- [WHAT YOU NEED TO DO]:
Compute how many lines below contain the word "categories" and respond with that number only.

- [DATA EXTRACTS]:
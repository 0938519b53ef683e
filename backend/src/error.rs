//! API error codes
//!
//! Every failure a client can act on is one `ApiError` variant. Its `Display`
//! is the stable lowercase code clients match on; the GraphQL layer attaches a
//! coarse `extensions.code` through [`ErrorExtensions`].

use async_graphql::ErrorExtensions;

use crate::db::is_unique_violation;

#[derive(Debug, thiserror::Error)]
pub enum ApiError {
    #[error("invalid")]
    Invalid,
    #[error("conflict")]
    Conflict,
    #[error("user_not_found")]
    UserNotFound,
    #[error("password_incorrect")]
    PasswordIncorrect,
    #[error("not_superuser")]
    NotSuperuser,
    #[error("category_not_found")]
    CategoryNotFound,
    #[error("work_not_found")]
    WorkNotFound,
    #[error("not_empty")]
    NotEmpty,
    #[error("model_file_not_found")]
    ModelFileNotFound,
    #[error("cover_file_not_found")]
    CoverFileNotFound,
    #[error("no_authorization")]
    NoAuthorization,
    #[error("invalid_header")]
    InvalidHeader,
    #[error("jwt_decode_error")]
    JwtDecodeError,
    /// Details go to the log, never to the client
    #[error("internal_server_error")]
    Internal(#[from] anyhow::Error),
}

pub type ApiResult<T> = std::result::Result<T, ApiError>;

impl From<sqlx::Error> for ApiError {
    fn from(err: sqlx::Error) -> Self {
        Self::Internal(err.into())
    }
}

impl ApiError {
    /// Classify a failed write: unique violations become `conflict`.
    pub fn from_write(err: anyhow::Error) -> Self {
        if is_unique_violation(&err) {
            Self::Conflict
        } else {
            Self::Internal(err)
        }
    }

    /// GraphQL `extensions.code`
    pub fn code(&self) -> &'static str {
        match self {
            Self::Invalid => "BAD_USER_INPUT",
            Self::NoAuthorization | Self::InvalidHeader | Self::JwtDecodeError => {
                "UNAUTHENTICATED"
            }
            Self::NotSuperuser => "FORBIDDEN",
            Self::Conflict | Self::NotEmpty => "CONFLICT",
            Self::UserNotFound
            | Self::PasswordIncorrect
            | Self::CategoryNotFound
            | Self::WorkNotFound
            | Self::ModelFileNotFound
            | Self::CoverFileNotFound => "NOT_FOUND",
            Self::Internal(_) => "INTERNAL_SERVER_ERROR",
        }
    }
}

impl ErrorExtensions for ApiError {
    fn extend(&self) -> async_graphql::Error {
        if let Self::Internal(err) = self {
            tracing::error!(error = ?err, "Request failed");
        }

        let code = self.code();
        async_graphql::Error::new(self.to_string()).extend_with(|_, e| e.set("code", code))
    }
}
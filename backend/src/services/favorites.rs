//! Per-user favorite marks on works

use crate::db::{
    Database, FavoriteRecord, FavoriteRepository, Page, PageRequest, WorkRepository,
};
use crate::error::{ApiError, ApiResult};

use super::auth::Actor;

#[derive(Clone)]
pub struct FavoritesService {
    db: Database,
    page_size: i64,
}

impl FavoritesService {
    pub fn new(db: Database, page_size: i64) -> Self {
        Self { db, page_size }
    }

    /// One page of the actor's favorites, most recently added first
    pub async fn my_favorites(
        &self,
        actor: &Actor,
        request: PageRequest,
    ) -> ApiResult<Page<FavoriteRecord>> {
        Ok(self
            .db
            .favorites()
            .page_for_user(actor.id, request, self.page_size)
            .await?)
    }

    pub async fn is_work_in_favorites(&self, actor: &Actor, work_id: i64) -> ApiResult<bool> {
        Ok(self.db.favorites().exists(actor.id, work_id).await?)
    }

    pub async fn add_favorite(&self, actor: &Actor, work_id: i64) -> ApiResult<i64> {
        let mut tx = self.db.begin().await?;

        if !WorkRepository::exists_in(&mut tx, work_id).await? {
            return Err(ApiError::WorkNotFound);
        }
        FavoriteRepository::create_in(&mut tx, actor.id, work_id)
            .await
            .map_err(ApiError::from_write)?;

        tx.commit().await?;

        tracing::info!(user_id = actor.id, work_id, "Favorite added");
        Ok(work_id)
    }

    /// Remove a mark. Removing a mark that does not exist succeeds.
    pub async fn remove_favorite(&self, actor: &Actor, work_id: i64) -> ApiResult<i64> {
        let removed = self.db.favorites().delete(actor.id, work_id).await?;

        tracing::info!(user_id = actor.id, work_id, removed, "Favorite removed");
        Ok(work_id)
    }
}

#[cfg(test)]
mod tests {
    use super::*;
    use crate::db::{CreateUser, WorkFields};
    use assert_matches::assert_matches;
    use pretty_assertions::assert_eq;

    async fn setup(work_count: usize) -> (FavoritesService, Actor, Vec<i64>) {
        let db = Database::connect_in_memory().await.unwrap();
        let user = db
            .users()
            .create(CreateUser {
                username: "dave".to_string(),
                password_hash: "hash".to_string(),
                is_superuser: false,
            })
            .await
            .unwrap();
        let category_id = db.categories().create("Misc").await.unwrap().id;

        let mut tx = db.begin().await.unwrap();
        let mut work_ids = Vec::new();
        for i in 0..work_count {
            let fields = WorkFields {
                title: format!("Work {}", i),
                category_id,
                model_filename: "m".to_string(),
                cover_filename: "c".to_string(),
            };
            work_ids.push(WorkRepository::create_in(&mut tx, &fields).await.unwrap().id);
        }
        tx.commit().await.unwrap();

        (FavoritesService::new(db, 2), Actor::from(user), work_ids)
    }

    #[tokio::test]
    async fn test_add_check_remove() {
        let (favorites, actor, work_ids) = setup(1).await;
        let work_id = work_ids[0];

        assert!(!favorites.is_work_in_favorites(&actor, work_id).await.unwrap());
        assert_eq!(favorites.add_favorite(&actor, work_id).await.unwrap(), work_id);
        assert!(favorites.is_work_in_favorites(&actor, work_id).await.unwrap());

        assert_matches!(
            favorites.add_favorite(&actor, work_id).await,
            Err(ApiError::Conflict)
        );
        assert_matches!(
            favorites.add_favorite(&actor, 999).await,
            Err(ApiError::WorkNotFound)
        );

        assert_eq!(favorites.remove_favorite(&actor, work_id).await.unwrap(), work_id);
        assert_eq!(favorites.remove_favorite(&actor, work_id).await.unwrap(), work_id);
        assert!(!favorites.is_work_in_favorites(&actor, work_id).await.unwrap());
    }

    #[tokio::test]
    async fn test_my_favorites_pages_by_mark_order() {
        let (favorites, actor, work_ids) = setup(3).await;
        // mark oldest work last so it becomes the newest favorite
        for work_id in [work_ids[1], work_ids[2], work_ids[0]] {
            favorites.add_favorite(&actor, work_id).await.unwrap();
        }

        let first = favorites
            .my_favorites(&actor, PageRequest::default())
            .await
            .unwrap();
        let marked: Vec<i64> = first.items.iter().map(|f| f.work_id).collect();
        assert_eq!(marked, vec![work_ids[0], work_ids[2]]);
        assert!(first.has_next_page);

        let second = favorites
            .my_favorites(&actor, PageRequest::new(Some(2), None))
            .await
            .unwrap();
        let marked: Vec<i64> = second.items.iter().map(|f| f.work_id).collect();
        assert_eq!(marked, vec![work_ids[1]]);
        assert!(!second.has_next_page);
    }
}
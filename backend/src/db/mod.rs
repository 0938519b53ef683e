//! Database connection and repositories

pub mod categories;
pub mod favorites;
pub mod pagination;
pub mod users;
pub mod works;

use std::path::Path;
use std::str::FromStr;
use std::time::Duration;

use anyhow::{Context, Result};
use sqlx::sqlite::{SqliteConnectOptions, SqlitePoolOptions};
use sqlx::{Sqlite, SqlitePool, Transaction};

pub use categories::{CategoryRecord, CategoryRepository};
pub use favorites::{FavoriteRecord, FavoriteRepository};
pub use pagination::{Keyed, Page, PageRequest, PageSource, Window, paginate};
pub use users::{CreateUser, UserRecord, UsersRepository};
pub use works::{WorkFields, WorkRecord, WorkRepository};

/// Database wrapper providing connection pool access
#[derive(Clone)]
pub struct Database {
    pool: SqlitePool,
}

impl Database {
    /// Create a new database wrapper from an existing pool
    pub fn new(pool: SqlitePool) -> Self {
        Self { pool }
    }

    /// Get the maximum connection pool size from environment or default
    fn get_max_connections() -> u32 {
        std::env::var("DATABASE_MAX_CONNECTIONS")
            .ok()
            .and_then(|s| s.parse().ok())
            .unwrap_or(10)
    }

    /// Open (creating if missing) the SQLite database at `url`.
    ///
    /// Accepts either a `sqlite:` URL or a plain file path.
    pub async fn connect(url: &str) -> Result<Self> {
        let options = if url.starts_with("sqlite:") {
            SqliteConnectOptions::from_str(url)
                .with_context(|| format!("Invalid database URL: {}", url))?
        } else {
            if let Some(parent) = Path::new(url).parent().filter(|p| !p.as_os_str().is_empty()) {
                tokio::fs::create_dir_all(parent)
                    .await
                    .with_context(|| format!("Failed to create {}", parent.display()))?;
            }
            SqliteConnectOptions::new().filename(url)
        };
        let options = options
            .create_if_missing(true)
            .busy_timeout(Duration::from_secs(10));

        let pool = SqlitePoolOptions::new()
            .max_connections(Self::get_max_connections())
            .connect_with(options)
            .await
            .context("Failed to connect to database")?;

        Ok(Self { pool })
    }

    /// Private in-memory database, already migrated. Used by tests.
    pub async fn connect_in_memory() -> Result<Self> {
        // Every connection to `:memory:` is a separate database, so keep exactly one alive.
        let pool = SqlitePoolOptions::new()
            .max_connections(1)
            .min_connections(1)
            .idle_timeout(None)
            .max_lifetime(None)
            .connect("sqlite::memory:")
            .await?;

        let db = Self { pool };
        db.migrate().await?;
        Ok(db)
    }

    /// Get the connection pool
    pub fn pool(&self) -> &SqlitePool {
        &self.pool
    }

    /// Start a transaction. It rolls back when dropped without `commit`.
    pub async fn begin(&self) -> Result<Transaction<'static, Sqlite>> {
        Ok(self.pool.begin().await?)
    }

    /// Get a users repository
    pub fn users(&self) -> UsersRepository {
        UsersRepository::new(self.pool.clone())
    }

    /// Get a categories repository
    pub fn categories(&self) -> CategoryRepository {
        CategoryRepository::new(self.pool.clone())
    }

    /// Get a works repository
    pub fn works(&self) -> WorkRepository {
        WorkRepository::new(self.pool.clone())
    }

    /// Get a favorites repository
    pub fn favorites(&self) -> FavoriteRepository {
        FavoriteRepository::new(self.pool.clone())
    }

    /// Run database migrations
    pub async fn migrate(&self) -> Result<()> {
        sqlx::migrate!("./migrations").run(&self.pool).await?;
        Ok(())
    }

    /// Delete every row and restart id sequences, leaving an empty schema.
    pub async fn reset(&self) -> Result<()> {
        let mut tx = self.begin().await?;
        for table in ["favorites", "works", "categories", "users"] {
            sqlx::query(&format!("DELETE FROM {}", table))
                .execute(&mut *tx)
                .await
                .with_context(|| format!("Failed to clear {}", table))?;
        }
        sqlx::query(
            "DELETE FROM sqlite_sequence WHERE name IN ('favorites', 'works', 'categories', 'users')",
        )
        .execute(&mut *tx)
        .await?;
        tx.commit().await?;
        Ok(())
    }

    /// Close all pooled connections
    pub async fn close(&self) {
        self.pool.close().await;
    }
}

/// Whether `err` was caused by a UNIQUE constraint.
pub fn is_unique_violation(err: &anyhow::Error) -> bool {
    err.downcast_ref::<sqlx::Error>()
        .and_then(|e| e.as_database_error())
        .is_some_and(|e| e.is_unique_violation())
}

==

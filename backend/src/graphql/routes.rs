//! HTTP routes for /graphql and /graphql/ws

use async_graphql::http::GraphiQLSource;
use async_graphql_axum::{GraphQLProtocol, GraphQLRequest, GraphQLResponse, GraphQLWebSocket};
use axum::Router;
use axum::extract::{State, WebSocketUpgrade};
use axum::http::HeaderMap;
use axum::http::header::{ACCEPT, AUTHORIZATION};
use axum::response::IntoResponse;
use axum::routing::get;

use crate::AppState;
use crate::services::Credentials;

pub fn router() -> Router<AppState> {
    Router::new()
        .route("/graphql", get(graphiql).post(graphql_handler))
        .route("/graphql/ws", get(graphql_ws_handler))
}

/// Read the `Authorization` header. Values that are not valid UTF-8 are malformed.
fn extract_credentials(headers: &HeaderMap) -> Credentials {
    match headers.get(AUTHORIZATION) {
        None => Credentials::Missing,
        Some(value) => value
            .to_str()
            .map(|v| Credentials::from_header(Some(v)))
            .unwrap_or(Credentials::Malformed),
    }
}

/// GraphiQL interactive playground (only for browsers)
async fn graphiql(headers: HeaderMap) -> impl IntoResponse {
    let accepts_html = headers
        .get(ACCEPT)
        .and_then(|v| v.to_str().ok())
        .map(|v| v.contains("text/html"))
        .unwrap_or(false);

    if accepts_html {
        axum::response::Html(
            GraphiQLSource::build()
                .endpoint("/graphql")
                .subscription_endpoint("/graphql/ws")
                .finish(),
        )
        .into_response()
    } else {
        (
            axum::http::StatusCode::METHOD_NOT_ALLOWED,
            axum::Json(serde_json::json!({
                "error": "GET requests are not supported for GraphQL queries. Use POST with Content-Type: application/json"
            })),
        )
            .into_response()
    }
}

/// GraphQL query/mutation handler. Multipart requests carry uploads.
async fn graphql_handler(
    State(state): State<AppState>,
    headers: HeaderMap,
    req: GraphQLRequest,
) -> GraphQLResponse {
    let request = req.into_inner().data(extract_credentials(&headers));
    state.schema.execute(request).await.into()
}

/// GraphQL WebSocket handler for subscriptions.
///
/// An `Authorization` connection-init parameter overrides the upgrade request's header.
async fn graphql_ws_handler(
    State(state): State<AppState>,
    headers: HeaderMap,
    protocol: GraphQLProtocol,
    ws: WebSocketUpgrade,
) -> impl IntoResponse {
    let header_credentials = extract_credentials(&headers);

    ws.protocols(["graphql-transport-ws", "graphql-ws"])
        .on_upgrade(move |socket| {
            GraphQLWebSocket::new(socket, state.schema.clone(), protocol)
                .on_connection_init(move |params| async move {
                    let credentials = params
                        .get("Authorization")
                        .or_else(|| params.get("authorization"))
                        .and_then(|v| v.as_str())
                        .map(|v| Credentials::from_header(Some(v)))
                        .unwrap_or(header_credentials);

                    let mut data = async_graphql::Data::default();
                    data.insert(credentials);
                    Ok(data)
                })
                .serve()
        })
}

- [OUTPUT FOR THIS TASK]:
7